Given records:

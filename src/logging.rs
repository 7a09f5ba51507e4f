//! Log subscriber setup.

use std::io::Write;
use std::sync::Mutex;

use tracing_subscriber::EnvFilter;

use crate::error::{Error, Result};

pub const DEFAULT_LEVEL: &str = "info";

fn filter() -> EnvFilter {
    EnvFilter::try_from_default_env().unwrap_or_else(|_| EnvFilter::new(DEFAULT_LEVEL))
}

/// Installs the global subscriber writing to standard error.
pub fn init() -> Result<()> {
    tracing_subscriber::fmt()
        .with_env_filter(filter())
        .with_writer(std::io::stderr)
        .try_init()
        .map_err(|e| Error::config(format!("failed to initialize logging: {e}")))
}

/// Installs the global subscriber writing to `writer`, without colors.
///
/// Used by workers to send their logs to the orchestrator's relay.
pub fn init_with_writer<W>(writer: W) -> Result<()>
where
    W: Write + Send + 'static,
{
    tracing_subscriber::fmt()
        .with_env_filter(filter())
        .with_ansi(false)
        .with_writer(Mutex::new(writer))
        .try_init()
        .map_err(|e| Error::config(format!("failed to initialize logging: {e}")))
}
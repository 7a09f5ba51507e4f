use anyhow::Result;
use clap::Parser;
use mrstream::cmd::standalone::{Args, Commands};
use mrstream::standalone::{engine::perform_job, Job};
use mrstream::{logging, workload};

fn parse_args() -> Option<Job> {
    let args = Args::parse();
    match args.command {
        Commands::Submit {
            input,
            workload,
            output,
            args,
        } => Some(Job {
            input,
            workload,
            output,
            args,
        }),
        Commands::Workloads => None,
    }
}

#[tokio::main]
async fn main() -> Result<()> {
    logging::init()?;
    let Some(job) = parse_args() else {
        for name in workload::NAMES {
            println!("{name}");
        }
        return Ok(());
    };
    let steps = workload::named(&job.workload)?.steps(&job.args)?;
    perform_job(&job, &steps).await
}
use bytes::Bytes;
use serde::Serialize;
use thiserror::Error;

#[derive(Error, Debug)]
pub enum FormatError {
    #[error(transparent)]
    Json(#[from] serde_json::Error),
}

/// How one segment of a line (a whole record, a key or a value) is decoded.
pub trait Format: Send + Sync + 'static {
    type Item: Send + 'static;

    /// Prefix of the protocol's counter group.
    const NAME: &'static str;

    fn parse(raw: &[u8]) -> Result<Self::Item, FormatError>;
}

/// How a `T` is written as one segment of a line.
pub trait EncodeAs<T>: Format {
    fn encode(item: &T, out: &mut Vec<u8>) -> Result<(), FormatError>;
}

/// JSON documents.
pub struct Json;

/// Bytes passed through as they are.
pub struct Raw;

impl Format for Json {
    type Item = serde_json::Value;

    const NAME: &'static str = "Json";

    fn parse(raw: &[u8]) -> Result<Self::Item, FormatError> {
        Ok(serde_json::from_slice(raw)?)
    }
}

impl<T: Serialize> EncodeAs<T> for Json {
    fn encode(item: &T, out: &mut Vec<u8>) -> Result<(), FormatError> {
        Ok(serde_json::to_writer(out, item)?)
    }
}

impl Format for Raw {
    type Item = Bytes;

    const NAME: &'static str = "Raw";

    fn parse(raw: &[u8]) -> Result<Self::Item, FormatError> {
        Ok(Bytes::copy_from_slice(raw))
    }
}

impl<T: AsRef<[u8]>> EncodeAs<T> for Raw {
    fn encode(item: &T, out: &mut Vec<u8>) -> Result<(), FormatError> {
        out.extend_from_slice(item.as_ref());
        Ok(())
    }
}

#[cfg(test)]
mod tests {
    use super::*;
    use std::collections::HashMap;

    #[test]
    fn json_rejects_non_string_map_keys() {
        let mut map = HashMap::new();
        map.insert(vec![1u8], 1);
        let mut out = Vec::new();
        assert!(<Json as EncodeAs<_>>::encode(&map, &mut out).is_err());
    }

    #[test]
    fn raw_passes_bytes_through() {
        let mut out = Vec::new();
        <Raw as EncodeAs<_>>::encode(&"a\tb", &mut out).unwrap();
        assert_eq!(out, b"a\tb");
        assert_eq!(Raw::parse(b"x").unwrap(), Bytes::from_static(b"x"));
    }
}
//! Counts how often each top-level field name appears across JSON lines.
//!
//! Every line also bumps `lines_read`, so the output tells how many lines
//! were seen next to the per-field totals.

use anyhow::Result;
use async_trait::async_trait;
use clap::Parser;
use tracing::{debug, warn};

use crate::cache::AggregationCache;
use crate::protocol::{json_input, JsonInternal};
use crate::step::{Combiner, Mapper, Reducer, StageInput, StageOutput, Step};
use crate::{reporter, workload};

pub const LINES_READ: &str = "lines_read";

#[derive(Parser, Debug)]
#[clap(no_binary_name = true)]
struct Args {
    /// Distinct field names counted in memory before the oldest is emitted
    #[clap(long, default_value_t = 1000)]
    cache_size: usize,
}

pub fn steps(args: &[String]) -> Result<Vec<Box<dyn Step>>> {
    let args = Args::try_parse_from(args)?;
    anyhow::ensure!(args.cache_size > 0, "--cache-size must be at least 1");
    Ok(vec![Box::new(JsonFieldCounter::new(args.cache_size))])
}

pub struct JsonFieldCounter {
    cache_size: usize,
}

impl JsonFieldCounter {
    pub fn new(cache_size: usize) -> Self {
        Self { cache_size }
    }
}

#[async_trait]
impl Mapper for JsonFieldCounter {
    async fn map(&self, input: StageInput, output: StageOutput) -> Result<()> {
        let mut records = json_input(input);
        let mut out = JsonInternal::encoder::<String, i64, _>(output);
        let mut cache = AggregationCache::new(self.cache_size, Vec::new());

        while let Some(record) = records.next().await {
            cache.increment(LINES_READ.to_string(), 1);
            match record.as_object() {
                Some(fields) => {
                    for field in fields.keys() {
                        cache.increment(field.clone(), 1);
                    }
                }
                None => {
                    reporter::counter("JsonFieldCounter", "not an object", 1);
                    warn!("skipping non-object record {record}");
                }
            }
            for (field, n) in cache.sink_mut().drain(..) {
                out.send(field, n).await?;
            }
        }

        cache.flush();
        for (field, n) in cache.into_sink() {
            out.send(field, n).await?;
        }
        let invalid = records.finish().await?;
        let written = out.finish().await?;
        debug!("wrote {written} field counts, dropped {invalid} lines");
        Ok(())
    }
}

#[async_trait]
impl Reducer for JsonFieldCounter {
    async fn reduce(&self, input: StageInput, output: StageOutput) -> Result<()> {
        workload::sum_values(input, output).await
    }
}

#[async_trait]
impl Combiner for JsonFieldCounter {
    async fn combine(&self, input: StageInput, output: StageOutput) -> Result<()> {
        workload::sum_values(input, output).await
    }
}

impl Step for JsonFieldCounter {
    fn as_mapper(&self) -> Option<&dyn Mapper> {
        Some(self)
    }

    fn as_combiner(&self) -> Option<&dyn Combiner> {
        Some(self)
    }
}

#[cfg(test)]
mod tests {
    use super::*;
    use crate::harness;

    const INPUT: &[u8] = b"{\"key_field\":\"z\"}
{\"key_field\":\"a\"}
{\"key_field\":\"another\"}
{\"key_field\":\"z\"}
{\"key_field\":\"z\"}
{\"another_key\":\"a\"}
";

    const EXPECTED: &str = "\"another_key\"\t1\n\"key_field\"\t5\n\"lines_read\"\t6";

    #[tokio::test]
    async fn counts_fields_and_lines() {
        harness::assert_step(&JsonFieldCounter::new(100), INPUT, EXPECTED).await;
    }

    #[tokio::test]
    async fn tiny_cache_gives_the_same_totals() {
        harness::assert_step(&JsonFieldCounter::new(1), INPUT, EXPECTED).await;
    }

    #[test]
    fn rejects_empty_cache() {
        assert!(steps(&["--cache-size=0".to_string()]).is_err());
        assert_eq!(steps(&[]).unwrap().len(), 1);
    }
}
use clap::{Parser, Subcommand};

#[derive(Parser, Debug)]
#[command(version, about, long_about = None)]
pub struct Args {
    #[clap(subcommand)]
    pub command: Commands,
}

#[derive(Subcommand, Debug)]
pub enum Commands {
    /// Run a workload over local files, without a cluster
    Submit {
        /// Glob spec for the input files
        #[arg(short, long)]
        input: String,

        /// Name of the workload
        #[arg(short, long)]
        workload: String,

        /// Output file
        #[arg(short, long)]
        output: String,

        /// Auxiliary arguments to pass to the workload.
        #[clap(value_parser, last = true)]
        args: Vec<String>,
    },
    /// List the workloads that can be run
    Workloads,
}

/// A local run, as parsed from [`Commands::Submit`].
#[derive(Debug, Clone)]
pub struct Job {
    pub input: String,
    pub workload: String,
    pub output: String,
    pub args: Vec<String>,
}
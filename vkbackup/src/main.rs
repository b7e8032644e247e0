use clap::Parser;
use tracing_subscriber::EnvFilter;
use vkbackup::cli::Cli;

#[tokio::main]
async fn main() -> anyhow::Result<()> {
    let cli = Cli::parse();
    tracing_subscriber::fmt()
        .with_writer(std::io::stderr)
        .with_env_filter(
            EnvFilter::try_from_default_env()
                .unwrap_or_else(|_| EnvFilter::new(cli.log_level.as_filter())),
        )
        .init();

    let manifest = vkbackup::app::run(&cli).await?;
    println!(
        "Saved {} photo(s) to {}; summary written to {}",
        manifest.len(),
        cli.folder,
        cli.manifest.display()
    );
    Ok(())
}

Assigned task: From the records above, tally every line that contains the string "struct"; the reply consists of that number alone.

Solution to this task: 6